Denpasar, Poros Nusantara – Kementerian Pertanian melalui Karantina Pertanian Denpasar mencatat adanya pergeseran musim manggis akibat perubahan cuaca. Tahun lalu panen sudah mulai di bulan Agustus kini terjadi di bulan Oktober 2019. Kondisi ini segera diantisipasi dengan menyiapkan petugas pengawas mutu ekspor melalui program Agro Gemilang.
” Program ini digagas Badan Karantina Pertanian guna memberi layanan ekspor cepat. Dengan adanya petugas yang kita latih, harapannya buah manggis yang siap panen bisa lolos persyaratan negara tujuan ekspor,” kata Kepala Karantina Pertanian Denpasar, I Putu Terumanegara saat lakukan monitoring di rumah kemasan Manggis di Denpasar, Senin (4/11).

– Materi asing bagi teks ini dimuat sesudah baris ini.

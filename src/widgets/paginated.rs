//! Multi-page content with swipe or button navigation.

use crate::core::color::Color;
use crate::core::component::{Component, UiResult};
use crate::core::display::{Align, Display, Font, TextMetrics};
use crate::core::event::{ButtonEvent, Event, EventCtx, InputKind, PhysicalButton, TouchEvent};
use crate::core::geometry::{Point, Rect};
use crate::core::text::layout::TextItem;
use crate::widgets::dialog::{Dialog, DialogVerbs};
use crate::widgets::text::Text;
use crate::widgets::theme::Theme;

/// Navigation arrows shown on pages before the last one.
pub const NEXT_PAGE: &str = ">";
pub const PREV_PAGE: &str = "<";

/// A sequence of pages; only the last page can confirm.
///
/// Touch: swiping up goes forward, swiping down goes back, taps reach the page. A `Confirmed`
/// from an earlier page moves forward. Buttons: on earlier pages the right button moves forward
/// and the left one moves back (or cancels on the first page); on the last page a `Cancelled`
/// from the page moves back when there is a previous page.
pub struct Paginated {
    pages: Vec<Box<dyn Component>>,
    page: usize,
    input: InputKind,
    screen: Rect,
    indicator: Point,
    fg: Color,
    bg: Color,
    swipe_distance: i32,
    swipe_origin: Option<Point>,
    held: Option<PhysicalButton>,
    page_changed: bool,
}

impl Paginated {
    pub fn new(theme: &Theme, input: InputKind, pages: Vec<Box<dyn Component>>) -> Self {
        let screen = theme.screen;
        Self {
            pages,
            page: 0,
            input,
            screen,
            indicator: Point::new(screen.right() - theme.borders.right, theme.header_height * 2 / 3),
            fg: theme.title_fg,
            bg: theme.bg,
            swipe_distance: theme.swipe_distance.max(1),
            swipe_origin: None,
            held: None,
            page_changed: true,
        }
    }

    /// Split `text` into pages of body text; the last page carries the dialog controls.
    pub fn from_text<M: TextMetrics + ?Sized>(
        metrics: &M,
        theme: &Theme,
        input: InputKind,
        title: &str,
        text: &str,
        font: Font,
        verbs: &DialogVerbs,
    ) -> Self {
        let mut content = Text::new(theme, title).with_new_lines(false);
        content.push(TextItem::Font(font));
        content.push(TextItem::text(text));
        let chunks = content.into_pages(metrics);
        let last = chunks.len().saturating_sub(1);
        let mut pages: Vec<Box<dyn Component>> = Vec::with_capacity(chunks.len());
        for (index, page) in chunks.into_iter().enumerate() {
            if index == last {
                pages.push(Box::new(Dialog::new(theme, input, page, verbs)));
            } else {
                pages.push(Box::new(page));
            }
        }
        Self::new(theme, input, pages)
    }

    pub fn page(&self) -> usize {
        self.page
    }

    pub fn is_last_page(&self) -> bool {
        self.page + 1 >= self.pages.len()
    }

    fn change_page(&mut self, page: usize) {
        if page != self.page && page < self.pages.len() {
            self.page = page;
            self.page_changed = true;
            if let Some(current) = self.pages.get_mut(page) {
                current.request_repaint();
            }
        }
    }

    fn next_page(&mut self) {
        self.change_page(self.page + 1);
    }

    fn prev_page(&mut self) {
        if self.page > 0 {
            self.change_page(self.page - 1);
        }
    }

    fn forward(&mut self, ctx: &mut EventCtx, event: &Event) -> Option<UiResult> {
        let last = self.is_last_page();
        let page = self.pages.get_mut(self.page)?;
        match page.event(ctx, event)? {
            UiResult::Confirmed if !last => {
                self.next_page();
                None
            }
            UiResult::Cancelled if last && self.page > 0 && self.input == InputKind::Buttons => {
                self.prev_page();
                None
            }
            result => Some(result),
        }
    }

    fn touch_event(&mut self, ctx: &mut EventCtx, event: &Event, touch: TouchEvent) -> Option<UiResult> {
        match touch {
            TouchEvent::Start(point) => self.swipe_origin = Some(point),
            TouchEvent::End(point) => {
                if let Some(origin) = self.swipe_origin.take() {
                    let dy = point.y - origin.y;
                    if dy <= -self.swipe_distance && !self.is_last_page() {
                        self.next_page();
                        return None;
                    }
                    if dy >= self.swipe_distance && self.page > 0 {
                        self.prev_page();
                        return None;
                    }
                }
            }
            TouchEvent::Move(_) => {}
        }
        self.forward(ctx, event)
    }

    fn button_event(&mut self, ctx: &mut EventCtx, event: &Event, button: ButtonEvent) -> Option<UiResult> {
        if self.is_last_page() {
            return self.forward(ctx, event);
        }
        match button {
            ButtonEvent::Pressed(which) => self.held = Some(which),
            ButtonEvent::Released(which) if self.held == Some(which) => {
                self.held = None;
                match which {
                    PhysicalButton::Right => self.next_page(),
                    PhysicalButton::Left if self.page == 0 => return Some(UiResult::Cancelled),
                    PhysicalButton::Left => self.prev_page(),
                }
            }
            ButtonEvent::Released(_) => self.held = None,
        }
        None
    }

    fn paint_indicator(&self, display: &mut dyn Display) {
        if self.pages.len() < 2 {
            return;
        }
        let label = match self.input {
            InputKind::Touch => format!("{}/{}", self.page + 1, self.pages.len()),
            InputKind::Buttons => {
                let mut arrows = String::new();
                if self.page > 0 {
                    arrows.push_str(PREV_PAGE);
                }
                if !self.is_last_page() {
                    arrows.push_str(NEXT_PAGE);
                }
                arrows
            }
        };
        display.text_aligned(self.indicator, &label, Font::Mono, self.fg, self.bg, Align::Right);
    }
}

impl Component for Paginated {
    fn event(&mut self, ctx: &mut EventCtx, event: &Event) -> Option<UiResult> {
        match (self.input, event) {
            (InputKind::Touch, Event::Touch(touch)) => self.touch_event(ctx, event, *touch),
            (InputKind::Buttons, Event::Button(button)) => self.button_event(ctx, event, *button),
            _ => self.forward(ctx, event),
        }
    }

    fn paint(&mut self, display: &mut dyn Display) {
        if self.page_changed {
            display.bar(self.screen, self.bg);
            self.paint_indicator(display);
            self.page_changed = false;
        }
        if let Some(page) = self.pages.get_mut(self.page) {
            page.paint(display);
        }
    }

    fn request_repaint(&mut self) {
        self.page_changed = true;
        if let Some(page) = self.pages.get_mut(self.page) {
            page.request_repaint();
        }
    }

    fn read_content(&self, out: &mut Vec<String>) {
        if let Some(page) = self.pages.get(self.page) {
            page.read_content(out);
        }
    }

    fn page_count(&self) -> usize {
        self.pages.len().max(1)
    }
}
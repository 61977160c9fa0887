mod support;

use assert_matches::assert_matches;
use rand::rngs::StdRng;
use rand::SeedableRng;

use wallet_ui::layouts::request_pin_on_device;
use wallet_ui::render::DrawOp;
use wallet_ui::widgets::PinKeyboard;
use wallet_ui::{Model, RecordingHost, UiError};

use support::{run_flow_with, skin};

const SOAK_RUNS: usize = 20;

/// Draw the PIN keypad for `seed`, cancel it, and return what was drawn.
fn keypad_ops(seed: u64) -> Vec<DrawOp> {
    let skin = skin(Model::Bolt);
    let keypad = PinKeyboard::new(&skin.theme, "", "", true, &mut StdRng::seed_from_u64(0));
    let mut run = run_flow_with(
        &skin,
        RecordingHost::new(),
        |ctx| ctx.with_rng_seed(seed),
        |input| input.touch_click(keypad.erase_area().center()),
        |ctx| request_pin_on_device(ctx, "Enter PIN", Some(10), true, false),
    );
    assert_matches!(run.result, Err(UiError::PinCancelled));
    run.display.take_ops()
}

#[test]
fn same_seed_draws_the_same_keypad() {
    let baseline = keypad_ops(42);
    assert!(!baseline.is_empty());
    for run in 0..SOAK_RUNS {
        assert_eq!(keypad_ops(42), baseline, "run {run} drew a different keypad");
    }
}

#[test]
fn different_seeds_shuffle_the_digits() {
    assert_ne!(keypad_ops(1), keypad_ops(2));
}
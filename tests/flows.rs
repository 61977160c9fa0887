mod support;

use std::thread;
use std::time::Duration;

use assert_matches::assert_matches;
use pretty_assertions::assert_eq;

use wallet_ui::layouts::{
    confirm_action, confirm_output, confirm_signverify, error_popup, interact, show_address,
    AddressDetails, ConfirmAction, ConfirmOutput, SignVerify,
};
use wallet_ui::{
    ui_channel, ButtonEvent, ButtonRequestType, Event, Model, PhysicalButton, RecordingHost,
    TouchEvent, Translations, UiConfig, UiContext, UiError, UiResult,
};

use support::{cancel_point, confirm_point, display_for, run_flow, run_flow_with, skin};

#[test]
fn output_flow_steps_back_from_amount_to_recipient() {
    let skin = skin(Model::Bolt);
    let run = run_flow(
        &skin,
        |input| {
            input.touch_click(confirm_point(&skin));
            input.touch_click(cancel_point(&skin));
            input.touch_click(confirm_point(&skin));
            input.touch_click(confirm_point(&skin));
        },
        |ctx| {
            let params =
                ConfirmOutput::new("bc1qar0srrr7xfkvy5l643lydnw9re59gtzzwf5mdq", "0.0125 BTC");
            confirm_output(ctx, &params)
        },
    );
    assert_eq!(run.result, Ok(()));
    let requests = run.host.requests();
    assert_eq!(requests.len(), 4);
    assert!(requests
        .iter()
        .all(|request| request.name == "confirm_output"
            && request.code == ButtonRequestType::ConfirmOutput));
}

#[test]
fn cancelling_the_recipient_aborts_the_output() {
    let skin = skin(Model::Delizia);
    let run = run_flow(
        &skin,
        |input| input.touch_click(cancel_point(&skin)),
        |ctx| confirm_output(ctx, &ConfirmOutput::new("bc1qshort", "1 BTC")),
    );
    assert_matches!(run.result, Err(UiError::ActionCancelled));
}

#[test]
fn address_mismatch_can_return_to_the_address() {
    let skin = skin(Model::Bolt);
    let run = run_flow(
        &skin,
        |input| {
            input.touch_click(cancel_point(&skin));
            input.touch_click(cancel_point(&skin));
            input.touch_click(confirm_point(&skin));
        },
        |ctx| show_address(ctx, "bc1qshort", &AddressDetails::default()),
    );
    assert_eq!(run.result, Ok(()));
    assert_eq!(run.names(), vec!["show_address"]);
    assert_eq!(run.screens.len(), 3);
    assert_eq!(run.screens[1][0], "Address mismatch?");
    assert_eq!(run.screens[0], run.screens[2]);
}

#[test]
fn signing_a_message_needs_a_hold_on_buttons() {
    let skin = skin(Model::Caesar);
    let run = run_flow(
        &skin,
        |input| {
            input.button_click(PhysicalButton::Right);
            input.push(Event::Button(ButtonEvent::Pressed(PhysicalButton::Right)));
        },
        |ctx| confirm_signverify(ctx, &SignVerify::new("Hello", "bc1qshort", false)),
    );
    assert_eq!(run.result, Ok(()));
    assert_eq!(run.names(), vec!["sign_message", "sign_message"]);
}

#[test]
fn signing_a_message_on_touch_holds_the_right_area() {
    let skin = skin(Model::Eckhart);
    let run = run_flow(
        &skin,
        |input| {
            input.touch_click(confirm_point(&skin));
            input.push(Event::Touch(TouchEvent::Start(confirm_point(&skin))));
        },
        |ctx| confirm_signverify(ctx, &SignVerify::new("Hello", "bc1qshort", false)),
    );
    assert_eq!(run.result, Ok(()));
    assert_eq!(run.names(), vec!["sign_message", "sign_message"]);
}

#[test]
fn missed_tap_closes_the_flow_instead_of_waiting() {
    let skin = skin(Model::Eckhart);
    let area = skin.theme.button_area();
    let run = run_flow(
        &skin,
        |input| input.touch_click(wallet_ui::Point::new(area.right() - 1, area.center().y)),
        |ctx| confirm_signverify(ctx, &SignVerify::new("Hello", "bc1qshort", false)),
    );
    assert_matches!(run.result, Err(UiError::InputClosed));
}

#[test]
fn host_failure_stops_the_flow_before_drawing() {
    let skin = skin(Model::Bolt);
    let run = run_flow_with(
        &skin,
        RecordingHost::failing("usb disconnected"),
        |ctx| ctx,
        |_| {},
        |ctx| confirm_action(ctx, &ConfirmAction::new("wipe_device", "Wipe device")),
    );
    assert_matches!(run.result, Err(UiError::Host(reason)) if reason.contains("usb"));
    assert!(run.display.ops().is_empty());
}

#[test]
fn timed_popup_closes_itself() {
    let skin = skin(Model::Bolt);
    let run = run_flow(
        &skin,
        |_| {},
        |ctx| {
            let popup = error_popup(
                ctx,
                "Wrong PIN",
                "Please try again",
                None,
                None,
                None,
                Some(Duration::from_millis(15)),
            )?;
            interact(ctx, popup, None, ButtonRequestType::Other, None)
        },
    );
    assert_eq!(run.result, Ok(UiResult::Confirmed));
}

#[test]
fn translated_labels_reach_the_screen() {
    let skin = skin(Model::Caesar);
    let translations = Translations::parse("# test labels\nbuttons__confirm=Approve\n").unwrap();
    let run = run_flow_with(
        &skin,
        RecordingHost::new(),
        |ctx| ctx.with_translations(translations),
        |input| input.button_click(PhysicalButton::Right),
        |ctx| confirm_action(ctx, &ConfirmAction::new("confirm", "Enable")),
    );
    assert_eq!(run.result, Ok(()));
    assert!(run.screens[0].iter().any(|line| line == "APPROVE"));
}

#[test]
fn new_layout_preempts_the_running_one() {
    let skin = skin(Model::Bolt);
    let (input, slot) = ui_channel();
    let waiting_slot = slot.clone();

    let result = thread::scope(|scope| {
        let waiting = scope.spawn(|| {
            let mut display = display_for(&skin);
            let mut host = RecordingHost::new();
            let mut ctx = UiContext::new(&mut display, &mut host, waiting_slot, UiConfig::default())
                .with_skin(skin.clone());
            confirm_action(&mut ctx, &ConfirmAction::new("first", "First"))
        });
        assert!(input.wait_until_layout_running(Duration::from_secs(5)));
        let lease = slot.enter();
        let result = waiting.join();
        drop(lease);
        result
    });
    assert_matches!(result, Ok(Err(UiError::LayoutCancelled)));
}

Menurut Putu, dari data sistem automasi perkarantinaan, IQFAST diwilayah kerjanya tercatat adanya peningkatan ekspor komoditas pertanian yang satu ini. Tercatat di tahun 2018 sebanyak 4.029 ton senilai Rp. 203,8 miliar, sementara di awal musim 2019, bulan Oktober sudah berhasil
membukukan 1.551 ton dengan nilai ekonomi Rp. 93,4 miliar. Harapannya hingga akhir tahun nanti akan ada kenaikan yang signifikan, tambahnya.
Direktorat Teknis di Kementan bersama dengan pemerintah daerah dengan membangun sentra buah khas tropis berbasiskan kawasan. Saat ini ada 3 (tiga) kabupaten yakni Kabupaten Tabanan, Buleleng dan Karangasem.
Sementara untuk negara tujuan ekspor, Putu juga mencatat adanya 2 pasar di negara baru yakni Ceko dan Khazakhtan. Setelah sebelumnya Cina, Singapura, Malaysia dan Vietnam menjadi pelanggan buah dengan rasa legit dan masam ini.
*Pendampingan Eksportir Produk Pertanian*
Pemenuhan persyaratan teknis Sanitary and Phytosanitary Measure (SPS) menjadi syarat mutlak bagi keberterimaan produk pertanian yang akan melapak di pasar global.